A Preliminary Study for Evaluating the Dose-Dependent Effect of d-Allulose for Fat Mass Reduction in Adult Humans: A Randomized, Double-Blind, Placebo-Controlled Trial
d-allulose is a rare sugar with zero energy that can be consumed by obese/overweight individuals. Many studies have suggested that zero-calorie d-allulose has beneficial effects on obesity-related metabolism in mouse models, but only a few studies have been performed on human subjects. Therefore, we performed a preliminary study with 121 Korean subjects (aged 20–40 years, body mass index ≥ 23 kg/m2). A randomized controlled trial involving placebo control (sucralose, 0.012 g × 2 times/day), low d-allulose (d-allulose, 4 g × 2 times/day), and high d-allulose (d-allulose, 7 g × 2 times/day) groups was designed.
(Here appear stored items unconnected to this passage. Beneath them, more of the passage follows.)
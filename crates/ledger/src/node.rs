/// Serialized access to a [`Ledger`], presented to clients as a wallet provider.
use std::sync::Arc;
use tokio::sync::Mutex;
use tracing::debug;

use coupon_sdk::crypto::keccak256;
use coupon_sdk::{
    Address, MintCounters, MintReceipt, MintTransaction, Provider, Result as SdkResult, SdkError,
};

use crate::errors::{LedgerError, Result};
use crate::{CallContext, Ledger};

struct NodeState {
    ledger: Ledger,
    /// Executed transactions, fed into the tx hash
    nonce: u64,
}

#[derive(Clone)]
pub struct LedgerNode {
    chain_id: u64,
    state: Arc<Mutex<NodeState>>,
}

impl LedgerNode {
    pub fn new(chain_id: u64, ledger: Ledger) -> Self {
        Self {
            chain_id,
            state: Arc::new(Mutex::new(NodeState { ledger, nonce: 0 })),
        }
    }

    pub fn chain(&self) -> u64 {
        self.chain_id
    }

    pub async fn set_issuer_key(&self, caller: &Address, new_issuer: Address) -> Result<()> {
        let mut state = self.state.lock().await;
        state.ledger.set_issuer_key(caller, new_issuer)?;
        state.nonce = state.nonce.wrapping_add(1);
        Ok(())
    }

    /// Run a read against the current ledger state
    pub async fn read<R>(&self, f: impl FnOnce(&Ledger) -> R) -> R {
        let state = self.state.lock().await;
        f(&state.ledger)
    }

    /// Execute a mint as one serialized call
    pub async fn execute_mint(&self, tx: &MintTransaction) -> Result<MintReceipt> {
        let mut state = self.state.lock().await;
        let ctx = CallContext::new(tx.from).with_value(tx.value);
        let outcome = state
            .ledger
            .mint(&ctx, tx.class, tx.requested, tx.allotted, tx.coupon)?;

        // Only seeds the tx hash; the mint above has already committed
        let nonce = state.nonce;
        state.nonce = nonce.wrapping_add(1);

        let receipt = MintReceipt {
            tx_hash: transaction_hash(self.chain_id, nonce, tx),
            first_token_id: outcome.first_token_id,
            quantity: outcome.quantity,
        };
        debug!("Executed mint tx {}", receipt.tx_hash_hex());
        Ok(receipt)
    }
}

fn transaction_hash(chain_id: u64, nonce: u64, tx: &MintTransaction) -> [u8; 32] {
    let mut data = Vec::with_capacity(8 + 8 + 20 + 1 + 8 + 8 + 65 + 16);
    data.extend_from_slice(&chain_id.to_be_bytes());
    data.extend_from_slice(&nonce.to_be_bytes());
    data.extend_from_slice(tx.from.as_bytes());
    data.push(tx.class.id());
    data.extend_from_slice(&tx.requested.to_be_bytes());
    data.extend_from_slice(&tx.allotted.to_be_bytes());
    data.extend_from_slice(&tx.coupon.r);
    data.extend_from_slice(&tx.coupon.s);
    data.push(tx.coupon.v);
    data.extend_from_slice(&tx.value.to_be_bytes());
    keccak256(&data)
}

impl From<LedgerError> for SdkError {
    fn from(e: LedgerError) -> Self {
        SdkError::Rejected(e.to_string())
    }
}

impl Provider for LedgerNode {
    async fn chain_id(&self) -> SdkResult<u64> {
        Ok(self.chain_id)
    }

    async fn mint_counters(&self, account: Address) -> SdkResult<MintCounters> {
        Ok(self.read(|ledger| ledger.mint_counters(&account)).await)
    }

    async fn issuer_key(&self) -> SdkResult<Address> {
        Ok(self.read(|ledger| ledger.issuer_key()).await)
    }

    async fn send_mint(&self, tx: MintTransaction) -> SdkResult<MintReceipt> {
        Ok(self.execute_mint(&tx).await?)
    }
}
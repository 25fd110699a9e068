/// Coupons are recoverable secp256k1 signatures over
/// keccak256(abi.encode(class, quantity, address)).
/// A coupon carries no class or quantity of its own; the verifier rebuilds the
/// digest from what the caller claims and checks who signed it.
use k256::ecdsa::{RecoveryId, Signature, SigningKey, VerifyingKey};
use serde::{Deserialize, Deserializer, Serialize, Serializer};

use crate::address::Address;
use crate::class::CouponClass;
use crate::crypto::coupon_digest;
use crate::error::{Result, SdkError};

const V_OFFSET: u8 = 27;

#[derive(Clone, Copy, Debug, PartialEq, Eq, Serialize, Deserialize)]
pub struct Coupon {
    #[serde(with = "hex_word")]
    pub r: [u8; 32],
    #[serde(with = "hex_word")]
    pub s: [u8; 32],
    pub v: u8,
}

impl Coupon {
    fn recovery_id(&self) -> Result<RecoveryId> {
        let id = match self.v {
            0 | 1 => self.v,
            27 | 28 => self.v - V_OFFSET,
            other => {
                return Err(SdkError::InvalidCoupon(format!(
                    "unsupported recovery id {}",
                    other
                )))
            }
        };
        RecoveryId::from_byte(id)
            .ok_or_else(|| SdkError::InvalidCoupon(format!("unsupported recovery id {}", id)))
    }

    /// Recover the signing address for an already-built digest
    pub fn recover(&self, digest: &[u8; 32]) -> Result<Address> {
        let mut rs = [0u8; 64];
        rs[..32].copy_from_slice(&self.r);
        rs[32..].copy_from_slice(&self.s);

        let signature = Signature::from_slice(&rs)
            .map_err(|e| SdkError::InvalidCoupon(format!("malformed signature: {}", e)))?;

        // Only low-S signatures are canonical
        if signature.normalize_s().is_some() {
            return Err(SdkError::InvalidCoupon("non-canonical signature".into()));
        }

        let key = VerifyingKey::recover_from_prehash(digest, &signature, self.recovery_id()?)
            .map_err(|e| SdkError::InvalidCoupon(format!("recovery failed: {}", e)))?;

        Ok(Address::from_verifying_key(&key))
    }

    /// Recover the signer for the (class, quantity, address) this coupon claims to cover
    pub fn signer_for(
        &self,
        class: CouponClass,
        quantity: u64,
        address: &Address,
    ) -> Result<Address> {
        self.recover(&coupon_digest(class, quantity, address))
    }

    /// Ok only if the coupon was signed by `issuer` for exactly this triple
    pub fn verify(
        &self,
        class: CouponClass,
        quantity: u64,
        address: &Address,
        issuer: &Address,
    ) -> Result<()> {
        let signer = self.signer_for(class, quantity, address)?;
        if signer != *issuer {
            return Err(SdkError::InvalidCoupon(format!(
                "signed by {}, trusted issuer is {}",
                signer, issuer
            )));
        }
        Ok(())
    }
}

/// Holds the issuer private key
pub struct CouponSigner {
    key: SigningKey,
    address: Address,
}

impl CouponSigner {
    pub fn new(key: SigningKey) -> Self {
        let address = Address::from_verifying_key(key.verifying_key());
        Self { key, address }
    }

    pub fn random() -> Self {
        Self::new(SigningKey::random(&mut rand::rngs::OsRng))
    }

    pub fn from_bytes(bytes: &[u8]) -> Result<Self> {
        if bytes.len() != 32 {
            return Err(SdkError::KeyLoadFailure(format!(
                "signing key must be 32 bytes, got {}",
                bytes.len()
            )));
        }
        let key = SigningKey::from_slice(bytes)
            .map_err(|e| SdkError::KeyLoadFailure(format!("invalid signing key: {}", e)))?;
        Ok(Self::new(key))
    }

    /// Hex with or without `0x`, surrounding whitespace ignored
    pub fn from_hex(s: &str) -> Result<Self> {
        let trimmed = s.trim();
        let body = trimmed.strip_prefix("0x").unwrap_or(trimmed);
        let bytes = hex::decode(body)
            .map_err(|e| SdkError::KeyLoadFailure(format!("signing key is not hex: {}", e)))?;
        Self::from_bytes(&bytes)
    }

    pub fn to_hex(&self) -> String {
        hex::encode(self.key.to_bytes())
    }

    /// Address the verifier must trust for these coupons
    pub fn address(&self) -> Address {
        self.address
    }

    pub fn sign_digest(&self, digest: &[u8; 32]) -> Result<Coupon> {
        let (signature, recovery_id) = self
            .key
            .sign_prehash_recoverable(digest)
            .map_err(|e| SdkError::KeyLoadFailure(format!("signing failed: {}", e)))?;

        let bytes = signature.to_bytes();
        let mut r = [0u8; 32];
        let mut s = [0u8; 32];
        r.copy_from_slice(&bytes[..32]);
        s.copy_from_slice(&bytes[32..]);

        Ok(Coupon {
            r,
            s,
            v: recovery_id.to_byte() + V_OFFSET,
        })
    }

    pub fn sign(&self, class: CouponClass, quantity: u64, address: &Address) -> Result<Coupon> {
        self.sign_digest(&coupon_digest(class, quantity, address))
    }
}

mod hex_word {
    use super::*;

    pub fn serialize<S: Serializer>(word: &[u8; 32], s: S) -> std::result::Result<S::Ok, S::Error> {
        s.serialize_str(&format!("0x{}", hex::encode(word)))
    }

    pub fn deserialize<'de, D: Deserializer<'de>>(d: D) -> std::result::Result<[u8; 32], D::Error> {
        let s = String::deserialize(d)?;
        let body = s.strip_prefix("0x").unwrap_or(&s);
        let bytes = hex::decode(body).map_err(serde::de::Error::custom)?;
        bytes
            .try_into()
            .map_err(|_| serde::de::Error::custom("expected 32 bytes"))
    }
}
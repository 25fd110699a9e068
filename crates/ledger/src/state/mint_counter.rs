use std::collections::BTreeMap;

use coupon_sdk::{Address, CouponClass, MintCounters};

/// Units minted per (address, class). Only ever grows.
#[derive(Clone, Debug, Default, PartialEq, Eq)]
pub struct MintCounterStore {
    counts: BTreeMap<(Address, CouponClass), u64>,
}

impl MintCounterStore {
    pub fn get(&self, address: &Address, class: CouponClass) -> u64 {
        self.counts.get(&(*address, class)).copied().unwrap_or(0)
    }

    /// Counter after adding `requested`, `None` on overflow
    pub fn checked_next(
        &self,
        address: &Address,
        class: CouponClass,
        requested: u64,
    ) -> Option<u64> {
        self.get(address, class).checked_add(requested)
    }

    pub(crate) fn set(&mut self, address: Address, class: CouponClass, value: u64) {
        debug_assert!(value >= self.get(&address, class));
        self.counts.insert((address, class), value);
    }

    pub fn counters_for(&self, address: &Address) -> MintCounters {
        MintCounters(
            CouponClass::ALL
                .into_iter()
                .map(|class| (class, self.get(address, class)))
                .collect(),
        )
    }
}
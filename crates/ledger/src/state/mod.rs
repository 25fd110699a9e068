pub mod ledger_config;
pub mod mint_counter;
pub mod token_ledger;

pub use ledger_config::*;
pub use mint_counter::*;
pub use token_ledger::*;
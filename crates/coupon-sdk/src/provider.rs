use serde::{Deserialize, Serialize};
use std::collections::BTreeMap;
use std::future::Future;

use crate::address::Address;
use crate::class::CouponClass;
use crate::coupon::Coupon;
use crate::error::Result;

/// Per-class mint counts for one address, as reported by the ledger
#[derive(Clone, Debug, Default, PartialEq, Eq, Serialize, Deserialize)]
#[serde(transparent)]
pub struct MintCounters(pub BTreeMap<CouponClass, u64>);

impl MintCounters {
    pub fn get(&self, class: CouponClass) -> u64 {
        self.0.get(&class).copied().unwrap_or(0)
    }
}

/// A coupon-carrying mint call
#[derive(Clone, Debug, PartialEq, Eq, Serialize, Deserialize)]
pub struct MintTransaction {
    pub from: Address,
    pub class: CouponClass,
    /// Units to mint in this call
    pub requested: u64,
    /// Quantity the coupon was signed for
    pub allotted: u64,
    pub coupon: Coupon,
    /// Attached payment in wei
    pub value: u128,
}

#[derive(Clone, Debug, PartialEq, Eq, Serialize, Deserialize)]
pub struct MintReceipt {
    pub tx_hash: [u8; 32],
    pub first_token_id: u64,
    pub quantity: u64,
}

impl MintReceipt {
    pub fn tx_hash_hex(&self) -> String {
        format!("0x{}", hex::encode(self.tx_hash))
    }
}

/// Connection to the ledger through the user's wallet.
///
/// `send_mint` resolves once the transaction is final. A ledger rejection must
/// come back as `SdkError::Rejected` carrying the ledger's reason.
pub trait Provider: Send + Sync {
    fn chain_id(&self) -> impl Future<Output = Result<u64>> + Send;

    fn mint_counters(&self, account: Address) -> impl Future<Output = Result<MintCounters>> + Send;

    fn issuer_key(&self) -> impl Future<Output = Result<Address>> + Send;

    fn send_mint(&self, tx: MintTransaction) -> impl Future<Output = Result<MintReceipt>> + Send;
}
use std::collections::BTreeMap;

use coupon_sdk::Address;

/// Token balances and collected payments. Token ids are sequential from 0.
#[derive(Clone, Debug, Default, PartialEq, Eq)]
pub struct TokenLedger {
    balances: BTreeMap<Address, u64>,
    total_supply: u64,
    treasury: u128,
}

/// Fully computed post-mint values, written only after every check passed
pub(crate) struct TokenUpdate {
    pub to: Address,
    pub balance: u64,
    pub total_supply: u64,
    pub treasury: u128,
}

impl TokenLedger {
    pub fn balance_of(&self, address: &Address) -> u64 {
        self.balances.get(address).copied().unwrap_or(0)
    }

    pub fn total_supply(&self) -> u64 {
        self.total_supply
    }

    /// Wei collected from payable mints
    pub fn treasury(&self) -> u128 {
        self.treasury
    }

    pub(crate) fn plan_mint(&self, to: Address, quantity: u64, paid: u128) -> Option<TokenUpdate> {
        Some(TokenUpdate {
            to,
            balance: self.balance_of(&to).checked_add(quantity)?,
            total_supply: self.total_supply.checked_add(quantity)?,
            treasury: self.treasury.checked_add(paid)?,
        })
    }

    pub(crate) fn apply(&mut self, update: TokenUpdate) {
        self.balances.insert(update.to, update.balance);
        self.total_supply = update.total_supply;
        self.treasury = update.treasury;
    }
}
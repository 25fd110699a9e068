use thiserror::Error;

use coupon_sdk::CouponClass;

pub type Result<T> = std::result::Result<T, LedgerError>;

/// Every variant is a full rejection: a call that returns one of these has
/// changed nothing.
#[derive(Error, Debug, Clone, PartialEq, Eq)]
pub enum LedgerError {
    #[error("Quantity must be non-zero")]
    ZeroQuantity,

    #[error("Incorrect Payment: expected {expected} wei, got {paid}")]
    IncorrectPayment { expected: u128, paid: u128 },

    #[error("Invalid coupon: {0}")]
    InvalidCoupon(String),

    #[error("Quota exceeded for {class}: {minted} minted + {requested} requested > {allotted} allotted")]
    QuotaExceeded {
        class: CouponClass,
        minted: u64,
        requested: u64,
        allotted: u64,
    },

    #[error("Unauthorized: caller is not the admin")]
    Unauthorized,

    #[error("Arithmetic overflow")]
    Overflow,
}
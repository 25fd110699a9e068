use thiserror::Error;

pub type Result<T> = std::result::Result<T, SdkError>;

#[derive(Error, Debug)]
pub enum SdkError {
    #[error("Malformed input: {0}")]
    MalformedInput(String),

    #[error("Key load failure: {0}")]
    KeyLoadFailure(String),

    #[error("Invalid coupon: {0}")]
    InvalidCoupon(String),

    #[error("Serialization error: {0}")]
    Serialization(String),

    #[error("Issuance set integrity mismatch: expected {expected}, got {actual}")]
    IntegrityMismatch { expected: String, actual: String },

    #[error("Connected to chain {actual}, expected {expected}")]
    NetworkMismatch { expected: u64, actual: u64 },

    #[error("No eligible coupon for {0}")]
    NoEligibleCoupon(String),

    #[error("No account connected")]
    NotConnected,

    #[error("A mint is already in flight for this account")]
    MintInFlight,

    #[error("Invalid quantity: {0}")]
    InvalidQuantity(String),

    #[error("Mint rejected by ledger: {0}")]
    Rejected(String),

    #[error("Mint submission timed out after {0:?}")]
    SubmitTimeout(std::time::Duration),

    #[error("Provider error: {0}")]
    Provider(String),

    #[error("Coupon service error: {0}")]
    CouponService(String),
}

impl From<serde_json::Error> for SdkError {
    fn from(e: serde_json::Error) -> Self {
        SdkError::Serialization(e.to_string())
    }
}
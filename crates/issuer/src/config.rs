use std::path::PathBuf;

pub const DEFAULT_OUT_DIR: &str = "coupons";
pub const DEFAULT_KEY_PATH: &str = "coupon_signing_key.hex";

#[derive(Clone, Debug)]
pub struct IssuerConfig {
    /// Hex private key straight from the environment
    pub signing_key: Option<String>,
    /// File holding the hex private key, used when `signing_key` is unset
    pub key_path: Option<PathBuf>,
    pub out_dir: PathBuf,
    pub host: String,
    pub port: u16,
}

impl Default for IssuerConfig {
    fn default() -> Self {
        Self {
            signing_key: None,
            key_path: None,
            out_dir: PathBuf::from(DEFAULT_OUT_DIR),
            host: "0.0.0.0".to_string(),
            port: 8080,
        }
    }
}

impl IssuerConfig {
    pub fn from_env() -> anyhow::Result<Self> {
        let signing_key = std::env::var("COUPON_SIGNING_KEY")
            .ok()
            .filter(|s| !s.trim().is_empty());

        let key_path = std::env::var("COUPON_KEY_PATH")
            .ok()
            .map(|p| PathBuf::from(shellexpand::tilde(&p).to_string()))
            .or_else(|| Some(PathBuf::from(DEFAULT_KEY_PATH)));

        let out_dir = std::env::var("COUPON_OUT_DIR")
            .map(|p| PathBuf::from(shellexpand::tilde(&p).to_string()))
            .unwrap_or_else(|_| PathBuf::from(DEFAULT_OUT_DIR));

        let host = std::env::var("HOST").unwrap_or_else(|_| "0.0.0.0".to_string());
        let port = match std::env::var("PORT") {
            Ok(s) => s
                .parse()
                .map_err(|e| anyhow::anyhow!("Invalid PORT {}: {}", s, e))?,
            Err(_) => 8080,
        };

        Ok(Self {
            signing_key,
            key_path,
            out_dir,
            host,
            port,
        })
    }

    pub fn with_key_path(mut self, path: PathBuf) -> Self {
        self.key_path = Some(path);
        self
    }

    pub fn with_out_dir(mut self, dir: PathBuf) -> Self {
        self.out_dir = dir;
        self
    }
}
Parameters for body composition, nutrient intake, computed tomography (CT) scan, and plasma lipid profiles were assessed. Body fat percentage and body fat mass were significantly decreased following d-allulose supplementation. The high d-allulose group revealed a significant decrease in not only body mass index (BMI), but also total abdominal and subcutaneous fat areas measured by CT scans compared to the placebo group. There were no significant differences in nutrient intake, plasma lipid profiles, markers of liver and kidney function, and major inflammation markers among groups. These results provide useful information on the dose-dependent effect of d-allulose for overweight/obese adult humans. Based on these results, the efficacy of d-allulose for body fat reduction needs to be validated using dual energy X-ray absorption.